En esos años, Alvear fue uno de los promotores de la estrategia frentista que en Europa promovían los partidos socialistas y comunistas. Aliadófilo y frentista, sus seguidores estaban a la izquierda y a nadie le llamó la atención que su candidatura ese año fuera apoyada por el Partido Comunista y que sus interlocutores políticos fueran Lisandro de la Torre y Alfredo Palacios.

No se trata de inventar un Alvear de izquierda o progresista. Si de alguna manera se lo pudiera encasillar habría que decir que fue un demócrata liberal que se identificó con el radicalismo desde su primera juventud.
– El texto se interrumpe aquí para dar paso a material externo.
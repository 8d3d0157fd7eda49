//! `X-Actor-Id` extractor.
//!
//! Identity is established upstream; this layer only trusts the header and
//! parses it as a user id.

use axum::{
  extract::FromRequestParts,
  http::{HeaderMap, request::Parts},
};
use uuid::Uuid;

use crate::error::ApiError;

pub const ACTOR_HEADER: &str = "x-actor-id";

/// The user on whose behalf the request acts.
#[derive(Debug, Clone, Copy, PartialEq, Eq)]
pub struct Actor(pub Uuid);

/// Read the actor id from headers.
pub fn actor_from_headers(headers: &HeaderMap) -> Result<Actor, ApiError> {
  let raw = headers
    .get(ACTOR_HEADER)
    .ok_or_else(|| ApiError::Unauthorized(format!("missing {ACTOR_HEADER} header")))?
    .to_str()
    .map_err(|_| ApiError::Unauthorized(format!("{ACTOR_HEADER} is not valid text")))?;

  Uuid::parse_str(raw.trim())
    .map(Actor)
    .map_err(|_| ApiError::Unauthorized(format!("{ACTOR_HEADER} is not a UUID")))
}

impl<S> FromRequestParts<S> for Actor
where
  S: Send + Sync,
{
  type Rejection = ApiError;

  async fn from_request_parts(parts: &mut Parts, _state: &S) -> Result<Self, Self::Rejection> {
    actor_from_headers(&parts.headers)
  }
}

#[cfg(test)]
mod tests {
  use axum::{body::Body, http::Request};

  use super::*;

  async fn extract(req: Request<Body>) -> Result<Actor, ApiError> {
    let (mut parts, _) = req.into_parts();
    Actor::from_request_parts(&mut parts, &()).await
  }

  #[tokio::test]
  async fn valid_header() {
    let id = Uuid::new_v4();
    let req = Request::builder()
      .header(ACTOR_HEADER, id.to_string())
      .body(Body::empty())
      .unwrap();
    assert_eq!(extract(req).await.unwrap(), Actor(id));
  }

  #[tokio::test]
  async fn missing_header() {
    let req = Request::builder().body(Body::empty()).unwrap();
    assert!(matches!(extract(req).await, Err(ApiError::Unauthorized(_))));
  }

  #[tokio::test]
  async fn malformed_header() {
    let req = Request::builder()
      .header(ACTOR_HEADER, "not-a-uuid")
      .body(Body::empty())
      .unwrap();
    assert!(matches!(extract(req).await, Err(ApiError::Unauthorized(_))));
  }
}
//! JSON REST API for Civic.
//!
//! Exposes an axum [`Router`] backed by any [`civic_core::store::CivicStore`].
//! The acting user is read from the `X-Actor-Id` header; authenticating that
//! header is the caller's responsibility, as are TLS and transport concerns.
//!
//! # Mounting
//!
//! ```rust,ignore
//! .nest("/api", civic_api::api_router(store.clone()))
//! ```

pub mod actor;
pub mod error;
pub mod issues;
pub mod maintenance;
pub mod people;
pub mod requests;
pub mod subjects;

use std::sync::Arc;

use axum::{
  Router,
  routing::{delete, get, post},
};
use civic_core::{store::CivicStore, subject::SubjectKind};

pub use actor::Actor;
pub use error::ApiError;

/// Build a fully-materialised API router for `store`.
///
/// The returned `Router<()>` can be nested into any parent router regardless
/// of its own state type.
pub fn api_router<S>(store: Arc<S>) -> Router<()>
where
  S: CivicStore + 'static,
{
  Router::new()
    // Roles & users
    .route("/roles", get(people::list_roles::<S>).post(people::create_role::<S>))
    .route("/users", post(people::create_user::<S>))
    .route("/users/{id}", get(people::get_user::<S>))
    // Groups & issues
    .route("/groups", post(issues::create_group::<S>))
    .route("/groups/{id}", get(issues::get_group::<S>))
    .route("/issues", post(issues::create_issue::<S>))
    .route(
      "/issues/{id}",
      get(issues::get_issue::<S>).delete(issues::delete_issue::<S>),
    )
    .route("/issues/{id}/group", delete(issues::detach_issue::<S>))
    // Votes & comments
    .nest("/issues/{id}", subjects::routes::<S>(SubjectKind::Issue))
    .nest("/groups/{id}", subjects::routes::<S>(SubjectKind::Group))
    .route("/comments/{id}", delete(subjects::delete_comment::<S>))
    // Join requests
    .route(
      "/join-requests",
      get(requests::list_joins::<S>).post(requests::submit_join::<S>),
    )
    .route("/join-requests/{id}/decision", post(requests::decide_join::<S>))
    .route("/join-requests/{id}/cancel", post(requests::cancel_join::<S>))
    // Role change requests
    .route(
      "/role-requests",
      get(requests::list_roles::<S>).post(requests::submit_role::<S>),
    )
    .route("/role-requests/{id}/decision", post(requests::decide_role::<S>))
    // Maintenance
    .route("/maintenance/recount", post(maintenance::recount::<S>))
    .with_state(store)
}

#[cfg(test)]
mod tests {
  use axum::{
    body::Body,
    http::{Request, StatusCode, header},
  };
  use civic_store_sqlite::SqliteStore;
  use serde_json::{Value, json};
  use tower::ServiceExt as _;
  use uuid::Uuid;

  use super::*;
  use crate::actor::ACTOR_HEADER;

  async fn app() -> Router {
    let store = SqliteStore::open_in_memory().await.unwrap();
    api_router(Arc::new(store))
  }

  async fn send(
    app: &Router,
    method: &str,
    uri: &str,
    actor: Option<Uuid>,
    body: Option<Value>,
  ) -> (StatusCode, Value) {
    let mut builder = Request::builder().method(method).uri(uri);
    if let Some(actor) = actor {
      builder = builder.header(ACTOR_HEADER, actor.to_string());
    }
    let body = match body {
      Some(v) => {
        builder = builder.header(header::CONTENT_TYPE, "application/json");
        Body::from(v.to_string())
      }
      None => Body::empty(),
    };

    let resp = app
      .clone()
      .oneshot(builder.body(body).unwrap())
      .await
      .unwrap();
    let status = resp.status();
    let bytes = axum::body::to_bytes(resp.into_body(), usize::MAX)
      .await
      .unwrap();
    let value = if bytes.is_empty() {
      Value::Null
    } else {
      serde_json::from_slice(&bytes).unwrap()
    };
    (status, value)
  }

  async fn create_issue(app: &Router, owner: Uuid) -> String {
    let (status, issue) = send(
      app,
      "POST",
      "/issues",
      Some(owner),
      Some(json!({ "title": "Broken streetlight" })),
    )
    .await;
    assert_eq!(status, StatusCode::CREATED);
    issue["issue_id"].as_str().unwrap().to_owned()
  }

  async fn create_group(app: &Router, owner: Uuid) -> String {
    let (status, group) = send(
      app,
      "POST",
      "/groups",
      Some(owner),
      Some(json!({ "name": "Lighting" })),
    )
    .await;
    assert_eq!(status, StatusCode::CREATED);
    group["group_id"].as_str().unwrap().to_owned()
  }

  #[tokio::test]
  async fn missing_actor_is_unauthorized() {
    let app = app().await;
    let (status, body) = send(&app, "POST", "/groups", None, Some(json!({ "name": "x" }))).await;
    assert_eq!(status, StatusCode::UNAUTHORIZED);
    assert!(body["error"].is_string());
  }

  #[tokio::test]
  async fn vote_toggles_on_and_off() {
    let app = app().await;
    let issue = create_issue(&app, Uuid::new_v4()).await;
    let voter = Some(Uuid::new_v4());
    let uri = format!("/issues/{issue}/vote");

    let (status, body) = send(&app, "POST", &uri, voter, None).await;
    assert_eq!(status, StatusCode::OK);
    assert_eq!(body, json!({ "voted": true, "count": 1 }));

    let (_, body) = send(&app, "POST", &uri, voter, None).await;
    assert_eq!(body, json!({ "voted": false, "count": 0 }));

    let (status, body) = send(&app, "DELETE", &uri, voter, None).await;
    assert_eq!(status, StatusCode::OK);
    assert_eq!(body, json!({ "voted": false, "count": 0 }));
  }

  #[tokio::test]
  async fn group_votes_use_group_counter() {
    let app = app().await;
    let group = create_group(&app, Uuid::new_v4()).await;

    let (status, _) = send(
      &app,
      "POST",
      &format!("/groups/{group}/vote"),
      Some(Uuid::new_v4()),
      None,
    )
    .await;
    assert_eq!(status, StatusCode::OK);

    let (_, body) = send(&app, "GET", &format!("/groups/{group}"), None, None).await;
    assert_eq!(body["upvote_count"], 1);
  }

  #[tokio::test]
  async fn vote_on_missing_issue_is_404() {
    let app = app().await;
    let uri = format!("/issues/{}/vote", Uuid::new_v4());
    let (status, body) = send(&app, "POST", &uri, Some(Uuid::new_v4()), None).await;
    assert_eq!(status, StatusCode::NOT_FOUND);
    assert!(body["error"].as_str().unwrap().contains("issue"));
  }

  #[tokio::test]
  async fn join_request_round_trip() {
    let app = app().await;
    let (issue_owner, group_owner) = (Uuid::new_v4(), Uuid::new_v4());
    let issue = create_issue(&app, issue_owner).await;
    let group = create_group(&app, group_owner).await;

    let (status, req) = send(
      &app,
      "POST",
      "/join-requests",
      Some(issue_owner),
      Some(json!({ "issue_id": issue, "group_id": group })),
    )
    .await;
    assert_eq!(status, StatusCode::CREATED);
    assert_eq!(req["status"], "pending");
    let decision_uri = format!("/join-requests/{}/decision", req["request_id"].as_str().unwrap());

    // the initiator may not decide its own request
    let (status, _) = send(
      &app,
      "POST",
      &decision_uri,
      Some(issue_owner),
      Some(json!({ "decision": "approve" })),
    )
    .await;
    assert_eq!(status, StatusCode::FORBIDDEN);

    let (status, decided) = send(
      &app,
      "POST",
      &decision_uri,
      Some(group_owner),
      Some(json!({ "decision": "approve" })),
    )
    .await;
    assert_eq!(status, StatusCode::OK);
    assert_eq!(decided["status"], "approved");

    let (_, g) = send(&app, "GET", &format!("/groups/{group}"), None, None).await;
    assert_eq!(g["issue_count"], 1);

    let (status, _) = send(
      &app,
      "POST",
      "/join-requests",
      Some(issue_owner),
      Some(json!({ "issue_id": issue, "group_id": group })),
    )
    .await;
    assert_eq!(status, StatusCode::CONFLICT);

    let (_, listed) = send(
      &app,
      "GET",
      &format!("/join-requests?group_id={group}&status=approved"),
      None,
      None,
    )
    .await;
    assert_eq!(listed.as_array().unwrap().len(), 1);

    let (status, detached) = send(
      &app,
      "DELETE",
      &format!("/issues/{issue}/group"),
      Some(group_owner),
      None,
    )
    .await;
    assert_eq!(status, StatusCode::OK);
    assert!(detached["group_id"].is_null());
  }

  #[tokio::test]
  async fn comments_validate_and_guard_deletion() {
    let app = app().await;
    let author = Uuid::new_v4();
    let issue = create_issue(&app, Uuid::new_v4()).await;
    let uri = format!("/issues/{issue}/comments");

    let (status, _) = send(&app, "POST", &uri, Some(author), Some(json!({ "content": "  " }))).await;
    assert_eq!(status, StatusCode::BAD_REQUEST);

    let (status, comment) = send(
      &app,
      "POST",
      &uri,
      Some(author),
      Some(json!({ "content": "Reported to the city" })),
    )
    .await;
    assert_eq!(status, StatusCode::CREATED);
    let comment_uri = format!("/comments/{}", comment["comment_id"].as_str().unwrap());

    let (_, listed) = send(&app, "GET", &uri, None, None).await;
    assert_eq!(listed.as_array().unwrap().len(), 1);

    let (status, _) = send(&app, "DELETE", &comment_uri, Some(Uuid::new_v4()), None).await;
    assert_eq!(status, StatusCode::FORBIDDEN);

    let (status, _) = send(&app, "DELETE", &comment_uri, Some(author), None).await;
    assert_eq!(status, StatusCode::NO_CONTENT);

    let (_, issue) = send(&app, "GET", &format!("/issues/{issue}"), None, None).await;
    assert_eq!(issue["comment_count"], 0);
  }

  #[tokio::test]
  async fn role_requests_need_an_admin_reviewer() {
    let app = app().await;
    let (_, admin_role) = send(
      &app,
      "POST",
      "/roles",
      None,
      Some(json!({ "title": "Admin", "upvote_weight": 1, "is_admin": true })),
    )
    .await;
    let (_, resident) = send(
      &app,
      "POST",
      "/roles",
      None,
      Some(json!({ "title": "Resident", "upvote_weight": 1 })),
    )
    .await;
    let (_, official) = send(
      &app,
      "POST",
      "/roles",
      None,
      Some(json!({ "title": "Official", "upvote_weight": 4 })),
    )
    .await;

    let (_, admin) = send(
      &app,
      "POST",
      "/users",
      None,
      Some(json!({ "username": "root", "role_id": admin_role["role_id"] })),
    )
    .await;
    let (status, ana) = send(
      &app,
      "POST",
      "/users",
      None,
      Some(json!({ "username": "ana", "role_id": resident["role_id"] })),
    )
    .await;
    assert_eq!(status, StatusCode::CREATED);

    let ana_id: Uuid = serde_json::from_value(ana["user_id"].clone()).unwrap();
    let admin_id: Uuid = serde_json::from_value(admin["user_id"].clone()).unwrap();

    let (status, req) = send(
      &app,
      "POST",
      "/role-requests",
      Some(ana_id),
      Some(json!({ "role_id": official["role_id"] })),
    )
    .await;
    assert_eq!(status, StatusCode::CREATED);
    let decision_uri = format!("/role-requests/{}/decision", req["request_id"].as_str().unwrap());

    let (status, _) = send(
      &app,
      "POST",
      &decision_uri,
      Some(ana_id),
      Some(json!({ "decision": "approve" })),
    )
    .await;
    assert_eq!(status, StatusCode::FORBIDDEN);

    let (status, decided) = send(
      &app,
      "POST",
      &decision_uri,
      Some(admin_id),
      Some(json!({ "decision": "approve" })),
    )
    .await;
    assert_eq!(status, StatusCode::OK);
    assert_eq!(decided["status"], "approved");

    let (_, user) = send(&app, "GET", &format!("/users/{ana_id}"), None, None).await;
    assert_eq!(user["role_id"], official["role_id"]);

    let (_, pending) = send(&app, "GET", "/role-requests?status=pending", None, None).await;
    assert!(pending.as_array().unwrap().is_empty());
  }

  #[tokio::test]
  async fn recount_on_clean_store_reports_nothing() {
    let app = app().await;
    create_issue(&app, Uuid::new_v4()).await;
    let (status, report) = send(&app, "POST", "/maintenance/recount", None, None).await;
    assert_eq!(status, StatusCode::OK);
    assert_eq!(
      report,
      json!({ "upvote_counts": 0, "comment_counts": 0, "issue_counts": 0 })
    );
  }
}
Para los nacionalismos de derecha y de izquierda que se desarrollaron en los años treinta, fue la víctima propicia, el chivo expiatorio. Alvear encarnaba la entrega nacional, el vaciamiento ideológico y doctrinario del gran partido popular, la expresión de la derecha oligárquica en las filas nacionales y otras lindezas por el estilo.

Los muchachos de Forja nunca fueron muchos y su actuación política sólo fue importante para la literatura. Para 1945, Homero Manzi era más conocido por sus tangos que por su militancia en Forja. Cuando la mayoría de ellos se pasó con armas y bagajes al peronismo y el peronismo se transformó en una estrategia política exitosa, su relato histórico logró imponerse con tal fuerza que hasta los radicales se lo terminaron creyendo.
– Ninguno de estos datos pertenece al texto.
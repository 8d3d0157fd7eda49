//! Server settings, loaded from TOML and `CIVIC_*` environment variables.

use std::path::{Path, PathBuf};

use civic_core::entity::NewRole;
use serde::Deserialize;

#[derive(Debug, Clone, Deserialize)]
pub struct ServerConfig {
  #[serde(default = "default_host")]
  pub host:               String,
  #[serde(default = "default_port")]
  pub port:               u16,
  #[serde(default = "default_store_path")]
  pub store_path:         PathBuf,
  /// Rebuild every cached counter before serving.
  #[serde(default)]
  pub recount_on_startup: bool,
  /// Roles inserted when the store has none yet.
  #[serde(default)]
  pub seed_roles:         Vec<NewRole>,
}

fn default_host() -> String { "127.0.0.1".to_string() }

fn default_port() -> u16 { 8080 }

fn default_store_path() -> PathBuf { PathBuf::from("~/.local/share/civic/civic.db") }

impl ServerConfig {
  /// Layer the optional TOML file at `path` under `CIVIC_`-prefixed
  /// environment variables.
  pub fn load(path: &Path) -> Result<Self, config::ConfigError> {
    config::Config::builder()
      .add_source(config::File::from(path).required(false))
      .add_source(config::Environment::with_prefix("CIVIC"))
      .build()?
      .try_deserialize()
  }

  pub fn address(&self) -> String { format!("{}:{}", self.host, self.port) }
}

/// Expand a leading `~` to the user's home directory.
pub fn expand_tilde(path: &Path) -> PathBuf {
  let s = path.to_string_lossy();
  if let Some(rest) = s.strip_prefix("~/")
    && let Ok(home) = std::env::var("HOME")
  {
    return PathBuf::from(home).join(rest);
  }
  path.to_path_buf()
}

#[cfg(test)]
mod tests {
  use super::*;

  fn parse(toml: &str) -> ServerConfig {
    config::Config::builder()
      .add_source(config::File::from_str(toml, config::FileFormat::Toml))
      .build()
      .unwrap()
      .try_deserialize()
      .unwrap()
  }

  #[test]
  fn empty_file_uses_defaults() {
    let cfg = parse("");
    assert_eq!(cfg.address(), "127.0.0.1:8080");
    assert!(!cfg.recount_on_startup);
    assert!(cfg.seed_roles.is_empty());
  }

  #[test]
  fn seed_roles_are_read() {
    let cfg = parse(
      r#"
        port = 9000
        recount_on_startup = true

        [[seed_roles]]
        title = "Resident"
        upvote_weight = 1

        [[seed_roles]]
        title = "Administrator"
        upvote_weight = 3
        is_admin = true
      "#,
    );
    assert_eq!(cfg.port, 9000);
    assert!(cfg.recount_on_startup);
    assert_eq!(cfg.seed_roles.len(), 2);
    assert!(!cfg.seed_roles[0].is_admin);
    assert!(cfg.seed_roles[1].is_admin);
    assert_eq!(cfg.seed_roles[1].upvote_weight, 3);
  }

  #[test]
  fn tilde_expands_against_home() {
    let Ok(home) = std::env::var("HOME") else { return };
    assert_eq!(
      expand_tilde(Path::new("~/civic.db")),
      PathBuf::from(home).join("civic.db")
    );
    assert_eq!(expand_tilde(Path::new("/tmp/civic.db")), PathBuf::from("/tmp/civic.db"));
  }
}
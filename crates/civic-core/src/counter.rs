//! Saturating arithmetic for denormalized counters.
//!
//! Counters are caches over the vote, comment and issue tables. A decrement
//! that would take one below zero means the cache has drifted from the rows it
//! summarises; the value is clamped at zero and the caller is told so it can
//! log the drift. The clamp is not a substitute for doing the mutation and the
//! row change in one transaction.

/// Result of a floored decrement.
#[derive(Debug, Clone, Copy, PartialEq, Eq)]
pub struct Decrement {
  pub value:   i64,
  /// `true` when `by` exceeded the current value and the floor kicked in.
  pub clamped: bool,
}

pub fn increment(current: i64, by: i64) -> i64 { current.saturating_add(by) }

/// `max(current - by, 0)`, reporting whether the floor was hit.
pub fn decrement(current: i64, by: i64) -> Decrement {
  let raw = current.saturating_sub(by);
  if raw < 0 {
    Decrement { value: 0, clamped: true }
  } else {
    Decrement { value: raw, clamped: false }
  }
}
Para Forja, el radicalismo es yrigoyenista o no es, una afirmación históricamente discutible. Según su punto de vista, a la muerte de Yrigoyen el partido fue copado por los conservadores cuya cabeza visible era la testa calva y elegante de Alvear. La corrupción de los años treinta -una nimiedad al lado de la que conoceríamos después- y la participación del radicalismo en las elecciones del régimen daban cuenta de esa capitulación. El relato, para los forjistas, era de una asombrosa linealidad: agotado el movimiento nacional con la traición de Alvear y los alvearistas, su sucesor sería el peronismo, del cual ellos estarían llamados a labrar su orientación.

La victoria de Forja fue, en realidad, la victoria ideológica del peronismo que logró imponer un relato que legitimaba su presencia histórica con un discurso nacional y popular. Forja escribió ese relato, pero no se benefició con su invento. Perón, y muy en particular Evita, no fueron muy generosos con los forjistas. La mayoría ocuparía cargos menores en la provincia de Buenos Aires bajo el amparo de Domingo Mercante. Cuando este coronel -leal a Perón- cayó en desgracia, los forjistas lo acompañaron en el derrumbe.

Forja desapareció como expresión política, pero quedó presente como mito. En la década del setenta, los peronistas de la resistencia recuperaron esa memoria con su cuota de mistificaciones y leyendas que poco y nada tenían que ver con la realidad. Que los peronistas hayan inventado este relato y además se lo hayan creído, a nadie debería llamarle la atención. Lo sorprendente es que ese mismo relato fue consumido por sectores importantes del radicalismo, más identificados con Forja que con Alvear, una verdadera operación de masoquismo político ya que el presupuesto teórico fundador del forjismo era el agotamiento del viejo radicalismo y su reemplazo, en la mitología de los movimientos nacionales, por el peronismo.

Félix Luna, luego de declarar que como militante de la juventud radical combatió a Alvear, concluye reivindicándolo. El reconocimiento no es lineal, pero es sincero y justo. Para Luna, Alvear pudo haberse equivocado, efectivamente encarnó una estrategia política en los años treinta que no fue la más certera, pero sin dudas fue un político honrado y sincero que defendió con lealtad y coraje sus convicciones en una coyuntura política muy compleja en la que no era sencillo encontrar salidas.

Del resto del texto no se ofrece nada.